Stored items from a collection
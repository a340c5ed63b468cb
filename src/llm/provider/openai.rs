// src/llm/provider/openai.rs
// OpenAI-compatible chat completions provider

use std::time::{Duration, Instant};

use async_trait::async_trait;
use reqwest::Client;
use serde_json::{json, Value};
use tracing::debug;

use super::{ChatMessage, LlmProvider, ProviderMetadata, ProviderResponse, Sampling};
use crate::config::CONFIG;
use crate::llm::error::LlmError;

pub struct OpenAiProvider {
    client: Client,
    base_url: String,
    api_key: String,
    model: String,
}

impl OpenAiProvider {
    /// Build the provider from the environment. The API key is read here
    /// and nowhere else; it never enters the config struct or the logs.
    pub fn from_env() -> anyhow::Result<Self> {
        let api_key = std::env::var("OPENAI_API_KEY")
            .map_err(|_| anyhow::anyhow!("OPENAI_API_KEY must be set"))?;

        let client = Client::builder()
            .timeout(Duration::from_secs(CONFIG.openai_timeout))
            .build()?;

        Ok(Self {
            client,
            base_url: CONFIG.openai_base_url.clone(),
            api_key,
            model: CONFIG.model.clone(),
        })
    }

    /// Explicit construction, used by tests to point at arbitrary endpoints.
    pub fn new(base_url: String, api_key: String, model: String) -> Self {
        Self {
            client: Client::new(),
            base_url,
            api_key,
            model,
        }
    }

    fn completions_url(&self) -> String {
        format!("{}/v1/chat/completions", self.base_url.trim_end_matches('/'))
    }
}

#[async_trait]
impl LlmProvider for OpenAiProvider {
    fn name(&self) -> &'static str {
        "openai"
    }

    async fn chat(
        &self,
        messages: Vec<ChatMessage>,
        system: String,
        sampling: Sampling,
    ) -> Result<ProviderResponse, LlmError> {
        let start = Instant::now();

        let mut api_messages = vec![json!({
            "role": "system",
            "content": system
        })];

        for msg in messages {
            api_messages.push(json!({
                "role": msg.role,
                "content": msg.content
            }));
        }

        let body = json!({
            "model": self.model,
            "messages": api_messages,
            "temperature": sampling.temperature,
            "max_tokens": sampling.max_tokens,
        });

        debug!(
            "chat completion request: model={} temperature={}",
            self.model, sampling.temperature
        );

        let response = self
            .client
            .post(self.completions_url())
            .header("Authorization", format!("Bearer {}", self.api_key))
            .json(&body)
            .send()
            .await?;

        if !response.status().is_success() {
            let status = response.status();
            let body = response.text().await.unwrap_or_default();
            return Err(LlmError::Api { status, body });
        }

        let raw = response.json::<Value>().await?;
        let latency_ms = start.elapsed().as_millis() as i64;

        // Extract content (OpenAI format); an empty string counts as missing
        let content = match raw["choices"][0]["message"]["content"].as_str() {
            Some(text) if !text.trim().is_empty() => text.to_string(),
            _ => return Err(LlmError::MissingContent),
        };

        let usage = &raw["usage"];
        let metadata = ProviderMetadata {
            input_tokens: usage["prompt_tokens"].as_i64(),
            output_tokens: usage["completion_tokens"].as_i64(),
            latency_ms,
            finish_reason: raw["choices"][0]["finish_reason"]
                .as_str()
                .map(|s| s.to_string()),
        };

        if let (Some(input), Some(output)) = (metadata.input_tokens, metadata.output_tokens) {
            debug!("completion usage: {} prompt + {} completion tokens", input, output);
        }

        Ok(ProviderResponse { content, metadata })
    }
}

Instructions for the task
Set down the entries verbatim, leaving none out.

Output for this task
repository a340c5ed63b468cb
filename src/llm/provider/openai.rs
// src/llm/provider/openai.rs
// OpenAI-compatible chat completions provider

use std::time::{Duration, Instant};

use async_trait::async_trait;
use reqwest::Client;
use serde_json::{json, Value};
use tracing::debug;

use super::{ChatMessage, LlmProvider, ProviderMetadata, ProviderResponse, Sampling};
use crate::config::CONFIG;
use crate::llm::error::LlmError;

pub struct OpenAiProvider {
    client: Client,
    base_url: String,
    api_key: String,
    model: String,
}

impl OpenAiProvider {
    /// Build the provider from the environment. The API key is read here
    /// and nowhere else; it never enters the config struct or the logs.
    pub fn from_env() -> anyhow::Result<Self> {
        let api_key = std::env::var("OPENAI_API_KEY")
            .map_err(|_| anyhow::anyhow!("OPENAI_API_KEY must be set"))?;

        let client = Client::builder()
            .timeout(Duration::from_secs(CONFIG.openai_timeout))
            .build()?;

        Ok(Self {
            client,
            base_url: CONFIG.openai_base_url.clone(),
            api_key,
            model: CONFIG.model.clone(),
        })
    }

    /// Explicit construction, used by tests to point at arbitrary endpoints.
    pub fn new(base_url: String, api_key: String, model: String) -> Self {
        Self {
            client: Client::new(),
            base_url,
            api_key,
            model,
        }
    }

    fn completions_url(&self) -> String {
        format!("{}/v1/chat/completions", self.base_url.trim_end_matches('/'))
    }
}

#[async_trait]
impl LlmProvider for OpenAiProvider {
    fn name(&self) -> &'static str {
        "openai"
    }

    async fn chat(
        &self,
        messages: Vec<ChatMessage>,
        system: String,
        sampling: Sampling,
    ) -> Result<ProviderResponse, LlmError> {
        let start = Instant::now();

        let mut api_messages = vec![json!({
            "role": "system",
            "content": system
        })];

        for msg in messages {
            api_messages.push(json!({
                "role": msg.role,
                "content": msg.content
            }));
        }

        let body = json!({
            "model": self.model,
            "messages": api_messages,
            "temperature": sampling.temperature,
            "max_tokens": sampling.max_tokens,
        });

        debug!(
            "chat completion request: model={} temperature={}",
            self.model, sampling.temperature
        );

        let response = self
            .client
            .post(self.completions_url())
            .header("Authorization", format!("Bearer {}", self.api_key))
            .json(&body)
            .send()
            .await?;

        if !response.status().is_success() {
            let status = response.status();
            let body = response.text().await.unwrap_or_default();
            return Err(LlmError::Api { status, body });
        }

        let raw = response.json::<Value>().await?;
        let latency_ms = start.elapsed().as_millis() as i64;

        // Extract content (OpenAI format); an empty string counts as missing
        let content = match raw["choices"][0]["message"]["content"].as_str() {
            Some(text) if !text.trim().is_empty() => text.to_string(),
            _ => return Err(LlmError::MissingContent),
        };

        let usage = &raw["usage"];
        let metadata = ProviderMetadata {
            input_tokens: usage["prompt_tokens"].as_i64(),
            output_tokens: usage["completion_tokens"].as_i64(),
            latency_ms,
            finish_reason: raw["choices"][0]["finish_reason"]
                .as_str()
                .map(|s| s.to_string()),
        };

        if let (Some(input), Some(output)) = (metadata.input_tokens, metadata.output_tokens) {
            debug!("completion usage: {} prompt + {} completion tokens", input, output);
        }

        Ok(ProviderResponse { content, metadata })
    }
}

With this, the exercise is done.